-- WORK TASK --
Report how many lines in the data below hold "contains", with no other words.

START AVAILABLE DATA

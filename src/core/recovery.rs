//! 错误恢复引擎
//!
//! 根据 AgentError 类型返回 RecoveryAction，供 ReAct 循环决定是重试、回写观察还是终止。

use crate::core::{AgentError, RecoveryAction};

/// 语义化错误恢复：将错误映射为可执行动作
#[derive(Debug, Default)]
pub struct RecoveryEngine;

impl RecoveryEngine {
    pub fn new() -> Self {
        Self
    }

    /// valid_tools 用于提示 LLM 可用的工具名
    pub fn handle(&self, err: &AgentError, valid_tools: &[String]) -> RecoveryAction {
        match err {
            AgentError::JsonParseError(raw) => RecoveryAction::RetryWithPrompt(format!(
                "Your previous output was not valid JSON: {raw}. \
                When calling a tool you must output exactly one JSON object and nothing else, \
                in the form {{\"tool\": \"<name>\", \"args\": {{...}}}}."
            )),
            AgentError::HallucinatedTool(name) => RecoveryAction::Observe(format!(
                "Tool '{name}' does not exist. Available tools: {}.",
                valid_tools.join(", ")
            )),
            AgentError::ToolTimeout(name) => {
                RecoveryAction::Observe(format!("Tool '{name}' timed out."))
            }
            AgentError::ToolExecutionFailed(msg) => {
                RecoveryAction::Observe(format!("Error: {msg}"))
            }
            _ => RecoveryAction::Abort,
        }
    }
}

#[cfg(test)]
mod tests {
    use super::*;

    #[test]
    fn test_recovery_json_parse_error() {
        let engine = RecoveryEngine::new();
        let err = AgentError::JsonParseError("invalid json".to_string());
        match engine.handle(&err, &[]) {
            RecoveryAction::RetryWithPrompt(msg) => assert!(msg.contains("JSON")),
            other => panic!("Expected RetryWithPrompt, got {:?}", other),
        }
    }

    #[test]
    fn test_recovery_hallucinated_tool_lists_valid_tools() {
        let engine = RecoveryEngine::new();
        let err = AgentError::HallucinatedTool("fake_tool".to_string());
        let tools = vec!["search_profiles".to_string(), "get_profile".to_string()];
        match engine.handle(&err, &tools) {
            RecoveryAction::Observe(msg) => {
                assert!(msg.contains("fake_tool"));
                assert!(msg.contains("search_profiles, get_profile"));
            }
            other => panic!("Expected Observe, got {:?}", other),
        }
    }

    #[test]
    fn test_recovery_tool_failure_observed() {
        let engine = RecoveryEngine::new();
        let err = AgentError::ToolExecutionFailed("HTTP 429".to_string());
        assert!(matches!(engine.handle(&err, &[]), RecoveryAction::Observe(_)));
    }

    #[test]
    fn test_recovery_cancelled() {
        let engine = RecoveryEngine::new();
        assert!(matches!(
            engine.handle(&AgentError::Cancelled, &[]),
            RecoveryAction::Abort
        ));
        assert!(matches!(
            engine.handle(&AgentError::LlmError("down".to_string()), &[]),
            RecoveryAction::Abort
        ));
    }
}
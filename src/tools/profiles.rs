//! 人物检索工具
//!
//! search_profiles：先检索、再消歧（多条候选时等待人工选择），返回选中的候选 JSON；
//! get_profile：按主页 URL 取详情。

use std::sync::Arc;

use async_trait::async_trait;
use serde_json::Value;
use tokio_util::sync::CancellationToken;

use crate::selector::SharedSelector;
use crate::sources::ProfileSource;
use crate::tools::registry::{optional_str, required_str};
use crate::tools::Tool;

/// search_profiles：检索 + 人工消歧
pub struct SearchProfilesTool {
    source: Arc<dyn ProfileSource>,
    selector: SharedSelector,
    cancel: CancellationToken,
}

impl SearchProfilesTool {
    pub fn new(source: Arc<dyn ProfileSource>, selector: SharedSelector) -> Self {
        Self {
            source,
            selector,
            cancel: CancellationToken::new(),
        }
    }

    /// 取消令牌：触发后正在等待的人工选择立即结束
    pub fn with_cancel(mut self, cancel: CancellationToken) -> Self {
        self.cancel = cancel;
        self
    }
}

#[async_trait]
impl Tool for SearchProfilesTool {
    fn name(&self) -> &str {
        "search_profiles"
    }

    fn description(&self) -> &str {
        "Search for LinkedIn profiles by providing a candidate's name and optionally a company. \
         If several profiles match, the human picks one. Returns the selected profile as JSON. \
         Args: {\"name\": \"...\", \"company\": \"...\"}"
    }

    fn parameters_schema(&self) -> Value {
        serde_json::json!({
            "type": "object",
            "properties": {
                "name": {"type": "string", "description": "The name of the person to search for."},
                "company": {"type": "string", "description": "Optional; the company where the person works."}
            },
            "required": ["name"]
        })
    }

    fn interactive(&self) -> bool {
        true
    }

    async fn execute(&self, args: Value) -> Result<String, String> {
        let name = required_str(&args, "name")?;
        let company = optional_str(&args, "company");
        let raw = self
            .source
            .search_people(name, company)
            .await
            .map_err(|e| e.to_string())?;
        let mut selector = self.selector.lock().await;
        let selection = selector
            .select(raw, &self.cancel)
            .await
            .map_err(|e| e.to_string())?;
        Ok(selection.into_tool_output())
    }
}

/// get_profile：按 URL 取主页详情
pub struct GetProfileTool {
    source: Arc<dyn ProfileSource>,
}

impl GetProfileTool {
    pub fn new(source: Arc<dyn ProfileSource>) -> Self {
        Self { source }
    }
}

#[async_trait]
impl Tool for GetProfileTool {
    fn name(&self) -> &str {
        "get_profile"
    }

    fn description(&self) -> &str {
        "Retrieve detailed information for a LinkedIn profile using its URL. Args: {\"url\": \"https://...\"}"
    }

    fn parameters_schema(&self) -> Value {
        serde_json::json!({
            "type": "object",
            "properties": {
                "url": {"type": "string", "description": "The URL of the profile."}
            },
            "required": ["url"]
        })
    }

    async fn execute(&self, args: Value) -> Result<String, String> {
        let url = required_str(&args, "url")?;
        self.source.profile_info(url).await.map_err(|e| e.to_string())
    }
}

#[cfg(test)]
mod tests {
    use super::*;
    use crate::selector::{LinePrompt, ListingStyle, Selector};
    use crate::sources::StaticProfileSource;

    fn selector_with_input(input: &'static [u8]) -> SharedSelector {
        Selector::new(LinePrompt::new(input, Vec::new(), ListingStyle::Plain)).shared()
    }

    #[tokio::test]
    async fn test_multiple_matches_use_human_choice() {
        let tool = SearchProfilesTool::new(
            Arc::new(StaticProfileSource::sample()),
            selector_with_input(b"two\n2\n"),
        );
        let out = tool
            .execute(serde_json::json!({"name": "Scott Persinger"}))
            .await
            .unwrap();
        let chosen: Value = serde_json::from_str(&out).unwrap();
        assert_eq!(chosen["headline"], "Founder at Supercog AI");
    }

    #[tokio::test]
    async fn test_single_match_returns_without_input() {
        let source = StaticProfileSource::new(serde_json::json!([
            {"fullName": "Scott Persinger", "headline": "Engineer", "url": "https://x/scott"}
        ]));
        let tool = SearchProfilesTool::new(Arc::new(source), selector_with_input(b""));
        let out = tool
            .execute(serde_json::json!({"name": "Scott Persinger", "company": "Tatari"}))
            .await
            .unwrap();
        let chosen: Value = serde_json::from_str(&out).unwrap();
        assert_eq!(
            chosen,
            serde_json::json!({"fullName": "Scott Persinger", "headline": "Engineer", "url": "https://x/scott"})
        );
    }

    #[tokio::test]
    async fn test_no_matches() {
        let tool = SearchProfilesTool::new(
            Arc::new(StaticProfileSource::new("[]")),
            selector_with_input(b""),
        );
        let out = tool
            .execute(serde_json::json!({"name": "Nobody"}))
            .await
            .unwrap();
        assert_eq!(out, "No profiles found.");
    }

    #[tokio::test]
    async fn test_input_closed_is_tool_error() {
        let tool = SearchProfilesTool::new(
            Arc::new(StaticProfileSource::sample()),
            selector_with_input(b""),
        );
        let err = tool
            .execute(serde_json::json!({"name": "Scott Persinger"}))
            .await
            .unwrap_err();
        assert!(err.contains("input closed"));
    }

    #[tokio::test]
    async fn test_get_profile() {
        let tool = GetProfileTool::new(Arc::new(StaticProfileSource::sample()));
        let out = tool
            .execute(serde_json::json!({"url": "https://www.linkedin.com/in/scottpersinger"}))
            .await
            .unwrap();
        assert!(out.contains("Software Engineer at Tatari"));
        assert_eq!(
            tool.execute(serde_json::json!({})).await.unwrap_err(),
            "Missing url"
        );
    }
}
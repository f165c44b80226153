//! 工具注册表
//!
//! 所有工具实现 Tool trait（name / description / parameters_schema / execute），由 ToolRegistry 按名注册与查找，
//! ToolExecutor 在调用时加超时并统一转 AgentError。不同 Agent 只是注册了不同的工具组合。

use std::collections::BTreeMap;
use std::sync::Arc;

use async_trait::async_trait;
use serde_json::Value;

/// 工具 trait：名称、描述（供 LLM 理解）、参数 schema、异步执行（args 为 JSON）
#[async_trait]
pub trait Tool: Send + Sync {
    /// 工具名称（用于 JSON 中的 "tool" 字段）
    fn name(&self) -> &str;

    /// 工具描述（供 LLM 理解功能）
    fn description(&self) -> &str;

    /// 参数 JSON Schema（供 LLM 生成正确的参数格式）
    fn parameters_schema(&self) -> Value {
        serde_json::json!({
            "type": "object",
            "properties": {},
            "required": []
        })
    }

    /// 是否需要等待人工输入；交互式工具不受执行器超时限制
    fn interactive(&self) -> bool {
        false
    }

    /// 是否把任务交给内层 Agent；内层各自按步数与工具超时收敛，外层不再计时
    fn delegates(&self) -> bool {
        false
    }

    /// 执行工具
    async fn execute(&self, args: Value) -> Result<String, String>;
}

/// 工具注册表：按名称存储 Arc<dyn Tool>
#[derive(Default, Clone)]
pub struct ToolRegistry {
    tools: BTreeMap<String, Arc<dyn Tool>>,
}

impl ToolRegistry {
    pub fn new() -> Self {
        Self::default()
    }

    pub fn register(&mut self, tool: impl Tool + 'static) {
        self.register_arc(Arc::new(tool));
    }

    pub fn register_arc(&mut self, tool: Arc<dyn Tool>) {
        let name = tool.name().to_string();
        self.tools.insert(name, tool);
    }

    pub fn get(&self, name: &str) -> Option<Arc<dyn Tool>> {
        self.tools.get(name).cloned()
    }

    pub fn tool_names(&self) -> Vec<String> {
        self.tools.keys().cloned().collect()
    }

    /// 返回 (name, description) 列表，用于生成 prompt 中的 Available tools 段落
    pub fn tool_descriptions(&self) -> Vec<(String, String)> {
        self.tools
            .iter()
            .map(|(name, tool)| (name.clone(), tool.description().to_string()))
            .collect()
    }

    /// 工具 schema JSON（与实际注册的工具一致），写入 system prompt
    pub fn to_schema_json(&self) -> String {
        let tools: Vec<Value> = self
            .tools
            .iter()
            .map(|(name, tool)| {
                serde_json::json!({
                    "name": name,
                    "description": tool.description(),
                    "parameters": tool.parameters_schema()
                })
            })
            .collect();
        serde_json::to_string_pretty(&tools).unwrap_or_else(|_| "[]".to_string())
    }
}

/// 从 args 中取必填字符串参数（去首尾空白，空串视为缺失）
pub fn required_str<'a>(args: &'a Value, key: &str) -> Result<&'a str, String> {
    args.get(key)
        .and_then(|v| v.as_str())
        .map(str::trim)
        .filter(|s| !s.is_empty())
        .ok_or_else(|| format!("Missing {key}"))
}

/// 从 args 中取可选字符串参数
pub fn optional_str<'a>(args: &'a Value, key: &str) -> Option<&'a str> {
    args.get(key)
        .and_then(|v| v.as_str())
        .map(str::trim)
        .filter(|s| !s.is_empty())
}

END AVAILABLE DATA

-- THE COMPLETED TASK --
5